» **WHAT TO DO**:
Within the records below, reproduce without change the lines from the line that has "let near = Ray::new(Vec4::new(3.0, 0.0, 0.0, 0.0), -Vec4::Y);" through the line that has "assert!(plane.intersect(&far).is_none());", and only those.

» **TASK DATA**:

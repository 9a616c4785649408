use super::{pad_bounds, MicroGeometry};
use crate::error::{check_finite, check_positive, check_unit, PhysicsError, PhysicsResult};
use penta_math::{Aabb, Ray, Vec4};

/// The hyperplane `{p | p·normal = offset}`.
///
/// With a cutoff radius only the 3-ball of that radius around the foot point
/// `normal * offset` is kept, which gives the plane finite bounds.
#[derive(Debug, Clone, PartialEq)]
pub struct Plane {
    normal: Vec4,
    offset: f32,
    cutoff: Option<f32>,
}

impl Plane {
    pub fn new(normal: Vec4, offset: f32, cutoff: Option<f32>) -> PhysicsResult<Self> {
        if !offset.is_finite() {
            return Err(PhysicsError::NotFinite {
                what: "plane offset",
                value: Vec4::splat(offset),
            });
        }
        Ok(Self {
            normal: check_unit("plane normal", normal)?,
            offset,
            cutoff: cutoff.map(|r| check_positive("plane cutoff radius", r)).transpose()?,
        })
    }

    pub fn normal(&self) -> Vec4 {
        self.normal
    }

    pub fn offset(&self) -> f32 {
        self.offset
    }

    pub fn intersect(&self, ray: &Ray) -> Option<MicroGeometry> {
        let hit = intersect_hyperplane(self.normal, self.offset, ray)?;
        match self.cutoff {
            Some(radius) if (hit.pos - self.normal * self.offset).length() > radius => None,
            _ => Some(hit),
        }
    }

    pub fn bounds(&self) -> Aabb {
        if let Some(radius) = self.cutoff {
            return ball_bounds(self.normal * self.offset, self.normal, radius);
        }

        // Unbounded, except along the normal when it is a coordinate axis.
        let mut bounds = Aabb::UNIVERSE;
        let mask = self.normal.cmpne(Vec4::ZERO).bitmask();
        if mask.count_ones() == 1 {
            let axis = mask.trailing_zeros() as usize;
            let at = self.normal[axis] * self.offset;
            let pad = 1e-4 * at.abs().max(1.0);
            bounds.min[axis] = at - pad;
            bounds.max[axis] = at + pad;
        }
        bounds
    }
}

/// A flat 3-ball embedded in 4D, double sided.
#[derive(Debug, Clone, PartialEq)]
pub struct Disc {
    center: Vec4,
    normal: Vec4,
    radius: f32,
}

impl Disc {
    pub fn new(center: Vec4, normal: Vec4, radius: f32) -> PhysicsResult<Self> {
        Ok(Self {
            center: check_finite("disc center", center)?,
            normal: check_unit("disc normal", normal)?,
            radius: check_positive("disc radius", radius)?,
        })
    }

    pub fn intersect(&self, ray: &Ray) -> Option<MicroGeometry> {
        let hit = intersect_hyperplane(self.normal, self.normal.dot(self.center), ray)?;
        if (hit.pos - self.center).length() > self.radius {
            return None;
        }
        Some(hit)
    }

    pub fn bounds(&self) -> Aabb {
        ball_bounds(self.center, self.normal, self.radius)
    }
}

/// Ray against an unbounded hyperplane; the normal opposes the ray.
fn intersect_hyperplane(normal: Vec4, offset: f32, ray: &Ray) -> Option<MicroGeometry> {
    let perp = normal.dot(ray.direction);
    if perp == 0.0 {
        return None;
    }
    let t = (offset - normal.dot(ray.origin)) / perp;
    if !(t > 0.0) {
        return None;
    }
    let facing = if perp > 0.0 { -normal } else { normal };
    Some(MicroGeometry::new(ray.at(t), facing))
}

/// Bounds of a 3-ball of `radius` around `center` lying in the hyperplane
/// with unit `normal`. Its extent along axis i is `radius * sqrt(1 - n_i²)`.
fn ball_bounds(center: Vec4, normal: Vec4, radius: f32) -> Aabb {
    let extent = Vec4::from_array(normal.to_array().map(|n| radius * (1.0 - n * n).max(0.0).sqrt()));
    pad_bounds(Aabb::new(center - extent, center + extent))
}

#[cfg(test)]
mod tests {
    use super::*;
    use penta_math::Interval;

    #[test]
    fn test_plane_normal_faces_ray() {
        let plane = Plane::new(Vec4::W, 2.0, None).unwrap();

        let from_below = plane.intersect(&Ray::new(Vec4::ZERO, Vec4::W)).unwrap();
        assert_eq!(from_below.pos, Vec4::new(0.0, 0.0, 0.0, 2.0));
        assert_eq!(from_below.normal, -Vec4::W);

        let from_above = plane
            .intersect(&Ray::new(Vec4::new(1.0, 0.0, 0.0, 5.0), -Vec4::W))
            .unwrap();
        assert_eq!(from_above.normal, Vec4::W);
    }

    #[test]
    fn test_plane_parallel_and_behind() {
        let plane = Plane::new(Vec4::W, 2.0, None).unwrap();
        assert!(plane.intersect(&Ray::new(Vec4::ZERO, Vec4::X)).is_none());
        assert!(plane.intersect(&Ray::new(Vec4::ZERO, -Vec4::W)).is_none());
    }

    #[test]
    fn test_plane_rejects_non_unit_normal() {
        assert!(Plane::new(Vec4::new(0.0, 0.0, 0.0, 2.0), 1.0, None).is_err());
        assert!(Plane::new(Vec4::W, 1.0, Some(0.0)).is_err());
    }

    #[test]
    fn test_plane_cutoff_limits_hits_and_bounds() {
        let plane = Plane::new(Vec4::Y, -1.0, Some(10.0)).unwrap();
        let near = Ray::new(Vec4::new(3.0, 0.0, 0.0, 0.0), -Vec4::Y);
        let far = Ray::new(Vec4::new(30.0, 0.0, 0.0, 0.0), -Vec4::Y);

        assert!(plane.intersect(&near).is_some());
        assert!(plane.intersect(&far).is_none());

        let bounds = plane.bounds();
        assert!(bounds.max.x >= 10.0 && bounds.max.x < 10.1);
        assert!(bounds.hit(&near, Interval::POSITIVE));
    }

    #[test]
    fn test_axis_plane_bounds_are_thin() {
        let bounds = Plane::new(-Vec4::Z, 3.0, None).unwrap().bounds();
        assert!(bounds.min.z < -3.0 && bounds.max.z > -3.0);
        assert!(bounds.size().z < 0.01);
        assert_eq!(bounds.max.x, f32::MAX);
    }

    #[test]
    fn test_disc_radial_cutoff() {
        let disc = Disc::new(Vec4::new(0.0, 0.0, 0.0, 4.0), Vec4::W, 1.0).unwrap();

        let hit = disc.intersect(&Ray::new(Vec4::new(0.5, 0.5, 0.0, 0.0), Vec4::W)).unwrap();
        assert_eq!(hit.normal, -Vec4::W);
        assert!(disc.intersect(&Ray::new(Vec4::new(0.8, 0.8, 0.0, 0.0), Vec4::W)).is_none());
    }

    #[test]
    fn test_disc_hit_is_within_bounds() {
        let normal = Vec4::new(1.0, 1.0, 0.0, 1.0).normalize();
        let disc = Disc::new(Vec4::new(1.0, 2.0, 3.0, 4.0), normal, 2.0).unwrap();
        let ray = Ray::new(Vec4::new(1.0, 2.0, 3.0, 4.0) + normal * 5.0, -normal + Vec4::Z * 0.1);

        let hit = disc.intersect(&ray).unwrap();
        assert!(disc.bounds().contains(hit.pos));
        assert!((hit.pos - Vec4::new(1.0, 2.0, 3.0, 4.0)).length() <= 2.0);
    }
}
/// Closed range `[min, max]` of ray parameters or coordinates.
///
/// `min > max` encodes the empty range.
#[derive(Debug, Clone, Copy, PartialEq)]
pub struct Interval {
    pub min: f32,
    pub max: f32,
}

impl Interval {
    pub const EMPTY: Interval = Interval {
        min: f32::INFINITY,
        max: f32::NEG_INFINITY,
    };

    pub const UNIVERSE: Interval = Interval {
        min: f32::NEG_INFINITY,
        max: f32::INFINITY,
    };

    /// Non-negative ray parameters, the window used for bounding-box tests.
    pub const POSITIVE: Interval = Interval {
        min: 0.0,
        max: f32::INFINITY,
    };

    pub fn new(min: f32, max: f32) -> Self {
        Self { min, max }
    }

    pub fn size(&self) -> f32 {
        self.max - self.min
    }

    /// Inclusive at both ends.
    pub fn contains(&self, x: f32) -> bool {
        self.min <= x && x <= self.max
    }

    pub fn is_empty(&self) -> bool {
        self.max < self.min
    }

    /// Common part of both ranges.
    pub fn overlap(&self, other: &Interval) -> Interval {
        Interval::new(self.min.max(other.min), self.max.min(other.max))
    }
}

» **COMPLETED TASK**:
        let near = Ray::new(Vec4::new(3.0, 0.0, 0.0, 0.0), -Vec4::Y);
        let far = Ray::new(Vec4::new(30.0, 0.0, 0.0, 0.0), -Vec4::Y);

        assert!(plane.intersect(&near).is_some());
        assert!(plane.intersect(&far).is_none());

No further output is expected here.